GRAPHIC VIVIEN LEUNG
The fixation on motherhood in pop culture and media is one that is wrought with terrible messages for people who pay attention to weekly trash mags you can find at the supermarket.
Where women once bred for utility and family, some now breed for vanity and TV deals.
Most recently, Nadya “Octomom” Suleman, Kate Gosselin and the Duggar family have become household names for multiplying and marketing what women have been doing since the beginning of time: having babies.
The more the merrier
Suleman is an unemployed single mother who was artificially-inseminated and gave birth to eight children last year. She now has 14 children. Her outlandish behaviour has placed her on magazine covers, celebrity news programs, major network news broadcasts and even landed her a spot on The View in an attempt to parlay her children into book deals and television shows.
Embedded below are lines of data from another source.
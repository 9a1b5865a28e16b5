//! Runs the bundled fixture pack end to end

use ember_fixtures::{FixtureError, FixtureRunner};
use std::path::PathBuf;

fn data_path(name: &str) -> PathBuf {
    PathBuf::from(env!("CARGO_MANIFEST_DIR"))
        .join("tests")
        .join("data")
        .join(name)
}

#[test]
fn test_basic_pack_passes() {
    let runner = FixtureRunner::new(true);
    let report = runner.run_file(&data_path("basic.json"), None).unwrap();

    assert!(report.total() > 30);
    assert!(report.is_success(), "{}", report);
    assert_eq!(report.pass_rate(), 100.0);
}

#[test]
fn test_filter_selects_by_name() {
    let runner = FixtureRunner::new(false);
    let report = runner
        .run_file(&data_path("basic.json"), Some("CALL ("))
        .unwrap();

    // CALL, STATICCALL and DELEGATECALL fixtures
    assert_eq!(report.total(), 6);
    assert!(report.passed.iter().all(|name| name.contains("CALL (")));
}

#[test]
fn test_missing_file_is_io_error() {
    let runner = FixtureRunner::new(false);
    let err = runner
        .run_file(&data_path("does-not-exist.json"), None)
        .unwrap_err();
    assert!(matches!(err, FixtureError::Io(_)));
}

#[test]
fn test_fixtures_do_not_share_state() {
    // Same storage slot read in two fixtures: the second must not see the first's write
    let json = r#"[
        {"name":"write","code":{"bin":"602a600155600154"},"expect":{"stack":["0x2a"]}},
        {"name":"read","code":{"bin":"600154"},"expect":{"stack":["0x0"]}}
    ]"#;
    let fixtures = ember_fixtures::parse_fixtures(json).unwrap();
    let report = FixtureRunner::new(false).run_all("inline".into(), &fixtures, None);
    assert!(report.is_success(), "{}", report);
}
//! CLI integration tests for ember-cli
//!
//! Runs the built binary against bytecode and fixture files.

use std::io::Write;
use std::path::PathBuf;
use std::process::Command;

/// Helper to run the CLI with arguments
fn run_ember(args: &[&str]) -> std::process::Output {
    Command::new(env!("CARGO_BIN_EXE_ember"))
        .args(args)
        .env_remove("RUST_LOG")
        .output()
        .expect("Failed to execute command")
}

fn fixture_pack() -> PathBuf {
    PathBuf::from(env!("CARGO_MANIFEST_DIR"))
        .join("../ember-fixtures/tests/data/basic.json")
}

// ==================== Help & Version Tests ====================

#[test]
fn test_cli_help() {
    let output = run_ember(&["--help"]);
    assert!(output.status.success());
    let stdout = String::from_utf8_lossy(&output.stdout);
    assert!(stdout.contains("ember"));
    assert!(stdout.contains("run"));
    assert!(stdout.contains("exec"));
}

#[test]
fn test_cli_version() {
    let output = run_ember(&["--version"]);
    assert!(output.status.success());
    assert!(String::from_utf8_lossy(&output.stdout).contains("ember"));
}

// ==================== Exec Tests ====================

#[test]
fn test_exec_json() {
    let output = run_ember(&["exec", "0x6001600201", "--json"]);
    assert!(output.status.success());
    let value: serde_json::Value = serde_json::from_slice(&output.stdout).unwrap();
    assert_eq!(value["stack"], serde_json::json!(["0x3"]));
    assert_eq!(value["success"], true);
}

#[test]
fn test_exec_calldata() {
    let output = run_ember(&["exec", "600035", "--calldata", "0x01", "--json"]);
    assert!(output.status.success());
    let value: serde_json::Value = serde_json::from_slice(&output.stdout).unwrap();
    let top = value["stack"][0].as_str().unwrap();
    assert!(top.starts_with("0x1"));
    assert_eq!(top.len(), 2 + 64);
}

#[test]
fn test_exec_fault_still_exits_zero() {
    let output = run_ember(&["exec", "01"]);
    assert!(output.status.success());
    assert!(String::from_utf8_lossy(&output.stdout).contains("success: false"));
}

#[test]
fn test_exec_invalid_hex() {
    let output = run_ember(&["exec", "0xzz"]);
    assert!(!output.status.success());
    assert!(String::from_utf8_lossy(&output.stderr).contains("Invalid hex"));
}

// ==================== Run Tests ====================

#[test]
fn test_run_fixture_pack() {
    let pack = fixture_pack();
    let output = run_ember(&["run", pack.to_str().unwrap()]);
    assert!(output.status.success(), "{}", String::from_utf8_lossy(&output.stdout));
    assert!(String::from_utf8_lossy(&output.stdout).contains("Pass Rate: 100.00%"));
}

#[test]
fn test_run_failure_exits_one() {
    let mut file = tempfile::NamedTempFile::new().unwrap();
    write!(
        file,
        r#"[{{"name":"wrong","code":{{"bin":"6001"}},"expect":{{"stack":["0x2"]}}}}]"#
    )
    .unwrap();

    let output = run_ember(&["run", file.path().to_str().unwrap(), "--json"]);
    assert_eq!(output.status.code(), Some(1));
    let value: serde_json::Value = serde_json::from_slice(&output.stdout).unwrap();
    assert_eq!(value["success"], false);
    assert_eq!(value["failed"][0]["name"], "wrong");
}

#[test]
fn test_run_with_config_file() {
    let mut config = tempfile::NamedTempFile::new().unwrap();
    writeln!(config, "log_level = \"error\"\nfail_fast = true").unwrap();

    let pack = fixture_pack();
    let output = run_ember(&[
        "--config",
        config.path().to_str().unwrap(),
        "run",
        pack.to_str().unwrap(),
        "--filter",
        "ADD",
    ]);
    assert!(output.status.success());
}
//! Interpreter limits

use crate::memory::DEFAULT_MEMORY_LIMIT;
use serde::{Deserialize, Serialize};

/// Default maximum call depth
pub const DEFAULT_MAX_CALL_DEPTH: usize = 1024;

/// Interpreter limits.
///
/// Gas is not metered, so these are the only bounds on a run.
#[derive(Clone, Debug, PartialEq, Eq, Serialize, Deserialize)]
pub struct EvmConfig {
    /// Deepest allowed nested frame; a CALL beyond it pushes 0
    #[serde(default = "default_max_call_depth")]
    pub max_call_depth: usize,

    /// Per-frame memory size in bytes; growth beyond it is a fault
    #[serde(default = "default_max_memory_bytes")]
    pub max_memory_bytes: usize,
}

fn default_max_call_depth() -> usize {
    DEFAULT_MAX_CALL_DEPTH
}

fn default_max_memory_bytes() -> usize {
    DEFAULT_MEMORY_LIMIT
}

impl Default for EvmConfig {
    fn default() -> Self {
        Self {
            max_call_depth: default_max_call_depth(),
            max_memory_bytes: default_max_memory_bytes(),
        }
    }
}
The case of Jon and Kate Gosselin—of Jon & Kate Plus 8 fame—was a much blogged about and trash rag-cover affair last year as the couple engaged in a media war of words after deciding to divorce.
Their eight children were used as a point of contention by both parents, with Kate’s ability to raise them as a single mother placed under scrutiny by various media outlets. Judged and criticized, while simultaneously courting the media during her “makeover,” Kate Gosselin and her divorce were captured by an ever-intrusive army of camera-waving lunatics—and TLC—looking to document her family life for major bucks.
Publicly denouncing the use of contraception, the Duggar Family from reality TV show 19 kids and counting stand by the Psalms in believing that “children are a heritage of the Lord.”
From Tontitown, Ark., the Duggars are the kings of super-size families in the states, famous for The Duggar Family Orchestra and their reality show, which will wrap its fourth season on TLC and the Discovery Channel this March. All of their kids have names that start with J.
Baby mama bodies
The fixation on women and fertility doesn’t end the second the children are born, as pressure on famous women to get back to their pre-pregnancy birth body has turned into a veritable cottage industry of diet endorsements, tips, tricks, guilt and shame doled out via the media.
Naturally, in a society where celebrities are held on a pedestal to be dissected and admired, their own health tips on “how I lost the baby weight” are projected onto the average new mother, who may feel an obligation to hit the gym as soon as possible in order to lose the breasts, weight and bellies that are paradoxically celebrated while the woman is pregnant.
Weekly tabloid magazines devote much ink (as well as cover space) to women who can race back down to an acceptable size at break-neck speed and chastise those who cannot.
The image given by celebrities makes it seem as though bearing children has suddenly become a “fashionable” activity that all can partake in—and hopefully get a reality show deal from. Placing famous mothers on a soapbox often undermines the fact that having a child is a lifelong commitment, a huge re-organization of priorities and a lifestyle change.
The discrepancy between a manufactured representation of breeders versus the realities of parenting is harmful to real mothers and motherhood in general, creating unrealistic expectations for women who want to have children the healthy way.